As you say, your sis has had to rely upon her family when she's been in trouble & had a number of difficult relationships end. Your Mum is probably hoping that this is her Happily Ever After.
Just because the place has changed to Australia, doesn't mean that the dynamics of your sister's relationships have. All she's done is to change the scenery.
How would your sis have reacted if you'd turfed her out on one of these occasions?
I think that you're right not to go.
The potential for harm to your son, unsupported, on the other side of the world, was massive. (Luckily, he had £150 for a taxi).
You need to put all of this to her & your Mum.
Your Mum has donned the rose tinted goggles in the hope that everything will now be fine.
Actually, I'd be surprised if your Mum wasn't angry at the way her grandson had been treated, but trying to gloss over it so that she doesn't have to remove those goggles.

Charley50 · 21/03/2015 09:49

I think you should go to the wedding but make it clear to your DS that you are only going because you're worried about your sister being abused and isolated, and that you do not condone her or her fiance behaviour to DS. Sorry long sentence.

thegreylady · 21/03/2015 10:02

I would not put anyone before one of my dc no matter what they had done.
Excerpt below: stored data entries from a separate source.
// This Source Code Form is subject to the terms of the Mozilla Public
// License, v. 2.0. If a copy of the MPL was not distributed with this
// file, You can obtain one at http://mozilla.org/MPL/2.0/.

/*!
Time series of one band across all observation dates.

For every (date, band) entry, a reference source is picked (the labelled main
source, or the source furthest east or west), and one of these quantities is
measured:

- the angular separation of every other source from the reference. It is
  negative when the other source has a larger RA than the reference;
- the angular separation of the brightest other source from the reference. An
  entry without other sources gives a point at zero;
- the flux density of the reference.

Separations are in arcseconds and flux densities in mJy.
 */

mod error;
mod separation;
#[cfg(test)]
mod tests;

pub use error::SeriesError;
pub use separation::{angular_separation, SkyPosition};

use chrono::{Datelike, NaiveDate};
use hifitime::Epoch;
use itertools::Itertools;
use log::debug;
use rust_decimal::prelude::ToPrimitive;
use strum_macros::{Display, EnumIter, EnumString, IntoStaticStr};

use crate::{
    cli::Warn,
    report::DATE_FORMAT,
    types::{FitTable, ObservationEntry, SourceRecord},
};

/// The fraction of the clean-beam size used as a separation error.
const BEAM_ERROR_FRACTION: f64 = 0.1;

lazy_static::lazy_static! {
    pub(crate) static ref REFERENCE_MODES_COMMA_SEPARATED: String = {
        use strum::IntoEnumIterator;
        ReferenceMode::iter().join(", ")
    };

    pub(crate) static ref QUANTITIES_COMMA_SEPARATED: String = {
        use strum::IntoEnumIterator;
        Quantity::iter().join(", ")
    };
}

/// How the reference source of an entry is picked.
#[derive(
    Debug, Clone, Copy, Default, PartialEq, Eq, Display, EnumIter, EnumString, IntoStaticStr,
)]
pub enum ReferenceMode {
    /// The source labelled as main.
    #[default]
    #[strum(serialize = "main")]
    Main,

    /// The source with the largest RA.
    #[strum(serialize = "leftmost")]
    Leftmost,

    /// The source with the smallest RA.
    #[strum(serialize = "rightmost")]
    Rightmost,
}

/// What is measured for each entry.
#[derive(
    Debug, Clone, Copy, Default, PartialEq, Eq, Display, EnumIter, EnumString, IntoStaticStr,
)]
pub enum Quantity {
    #[default]
    #[strum(serialize = "angsep")]
    AngSep,

    #[strum(serialize = "angsep-brightest")]
    AngSepBrightest,

    #[strum(serialize = "flux")]
    Flux,
}

#[derive(Debug, Clone, Copy, Default, PartialEq, Eq)]
pub struct SeriesParams {
    pub quantity: Quantity,
    pub reference: ReferenceMode,

    /// Add a tenth of the clean-beam size (the geometric mean of its axes) in
    /// quadrature to separation errors.
    pub beam_error: bool,
}

/// One measurement.
#[derive(Debug, Clone, Copy, PartialEq)]
pub struct SeriesPoint {
    pub date: NaiveDate,
    pub mjd: f64,
    pub value: f64,
    pub err: f64,
}

/// Write points as comma-separated text with a header line.
pub fn write_series_csv<T: std::io::Write>(
    buf: &mut T,
    points: &[SeriesPoint],
) -> Result<(), SeriesError> {
    writeln!(buf, "date,mjd,value,err")?;
    for p in points {
        writeln!(
            buf,
            "{},{},{},{}",
            p.date.format(DATE_FORMAT),
            p.mjd,
            p.value,
            p.err
        )?;
    }
    Ok(())
}

/// The Modified Julian Date (UTC) of the start of `date`.
pub fn mjd(date: NaiveDate) -> f64 {
    // chrono months and days always fit in a u8. Midnights are whole MJDs.
    Epoch::from_gregorian_utc_at_midnight(date.year(), date.month() as u8, date.day() as u8)
        .to_mjd_utc_days()
        .round()
}

/// Measure `params.quantity` for every entry of `band`, ordered by date.
/// Entries that can't be measured (e.g. they have no main source) are skipped
/// with a warning.
pub fn band_series(
    table: &FitTable,
    band: &str,
    params: &SeriesParams,
) -> Result<Vec<SeriesPoint>, SeriesError> {
    let mut points = vec![];
    let mut num_entries = 0;
    for (date, entry) in table.band(band) {
        num_entries += 1;
        match entry_points(date, entry, params) {
            Ok(p) => points.extend(p),
            Err(e) => format!(
                "{} {band}: Not using this observation: {e}",
                date.format(DATE_FORMAT)
            )
            .warn(),
        }
    }
    if num_entries == 0 {
        return Err(SeriesError::NoSuchBand {
            band: band.to_string(),
            available: table.bands().join(", "),
        });
    }
    debug!(
        "{} points from {num_entries} {band} observations",
        points.len()
    );

    Ok(points)
}

/// Pick the reference source of an entry, returning it with its index.
pub fn reference_source(
    entry: &ObservationEntry,
    mode: ReferenceMode,
) -> Result<(usize, &SourceRecord), SeriesError> {
    let with_ra = entry
        .sources
        .iter()
        .enumerate()
        .filter(|(_, s)| s.ra.is_some());
    // The first source wins ties.
    let reference = match mode {
        ReferenceMode::Main => return Ok(entry.main_source()?),
        ReferenceMode::Leftmost => {
            with_ra.reduce(|best, s| if s.1.ra > best.1.ra { s } else { best })
        }
        ReferenceMode::Rightmost => {
            with_ra.reduce(|best, s| if s.1.ra < best.1.ra { s } else { best })
        }
    };
    reference.ok_or(SeriesError::MissingField("RA"))
}

fn entry_points(
    date: NaiveDate,
    entry: &ObservationEntry,
    params: &SeriesParams,
) -> Result<Vec<SeriesPoint>, SeriesError> {
    let (i_ref, reference) = reference_source(entry, params.reference)?;
    let point = |value: f64, err: f64| SeriesPoint {
        date,
        mjd: mjd(date),
        value,
        err,
    };
    let others = entry
        .sources
        .iter()
        .enumerate()
        .filter(|(i, _)| *i != i_ref);

    let mut points = vec![];
    match params.quantity {
        Quantity::Flux => {
            let flux = reference.flux.ok_or(SeriesError::MissingField("flux"))?;
            let flux_err = reference
                .flux_err
                .ok_or(SeriesError::MissingField("flux error"))?;
            points.push(point(
                flux.to_f64().unwrap_or(f64::NAN),
                flux_err.to_f64().unwrap_or(f64::NAN),
            ));
        }

        Quantity::AngSep => {
            let (ref_pos, beam_err) = reference_position(entry, reference, params.beam_error)?;
            for (i, source) in others {
                let pos = match SkyPosition::from_source(source) {
                    Ok(p) => p,
                    Err(e) => {
                        format!(
                            "{} source {i}: Not using this source: {e}",
                            date.format(DATE_FORMAT)
                        )
                        .warn();
                        continue;
                    }
                };
                let (sep, sep_err) = angular_separation(&ref_pos, &pos);
                let sign = if source.ra > reference.ra { -1.0 } else { 1.0 };
                points.push(point(sign * sep, sep_err.hypot(beam_err)));
            }
        }

        Quantity::AngSepBrightest => {
            let (ref_pos, beam_err) = reference_position(entry, reference, params.beam_error)?;
            // The first source wins ties.
            let brightest =
                others.reduce(|best, s| if s.1.flux > best.1.flux { s } else { best });
            match brightest {
                Some((_, source)) => {
                    let pos = SkyPosition::from_source(source)?;
                    let (sep, sep_err) = angular_separation(&ref_pos, &pos);
                    points.push(point(sep, sep_err.hypot(beam_err)));
                }
                None => points.push(point(0.0, 0.0)),
            }
        }
    }

    Ok(points)
}

/// The position of the reference source, and the beam error to use with it
/// (zero unless `use_beam_error`).
fn reference_position(
    entry: &ObservationEntry,
    reference: &SourceRecord,
    use_beam_error: bool,
) -> Result<(SkyPosition, f64), SeriesError> {
    let pos = SkyPosition::from_source(reference)?;
    let beam_err = if use_beam_error {
        beam_error(entry)?
    } else {
        0.0
    };
    Ok((pos, beam_err))
}

/// A tenth of the geometric mean of the clean-beam axes \[arcsec\].
fn beam_error(entry: &ObservationEntry) -> Result<f64, SeriesError> {
    let axis = |value: &Option<String>, axis: &'static str| -> Result<f64, SeriesError> {
        let value = value
            .as_deref()
            .ok_or(SeriesError::MissingField("clean-beam size"))?;
        value.parse().map_err(|_| SeriesError::BadBeamAxis {
            axis,
            value: value.to_string(),
        })
    };
    let major = axis(&entry.data.major, "major")?;
    let minor = axis(&entry.data.minor, "minor")?;
    Ok(BEAM_ERROR_FRACTION * (major * minor).sqrt())
}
I could not respect anyone who asked me to do that. Why would you celebrate your sister's wedding to someone who treated your son like that?
Try to maintain a relationship with your sister but have nothing to do with the wedding. If I was your mum and my dd had hurt a dgc like that I'd be tempted to join you though I wouldn't. I would certainly be deeply worried about a dp who made such an uncharacteristic difference to someone's personally.

DontGotoRoehampton · 21/03/2015 10:17

The very first thing an abuser does, is isolate his partner from friends and family. The very first thing. Every time

This sounds so much like what happened when a close friend of mine met a 'charming' man - he manufactured quarrels gradually with all her friends and family and she ended up isolated, a whole load of awful things then happened over an number of years culminating in her having to move out and lose contact with their children.
I would not go to the wedding - go on a lovely holiday in that country with your son instead.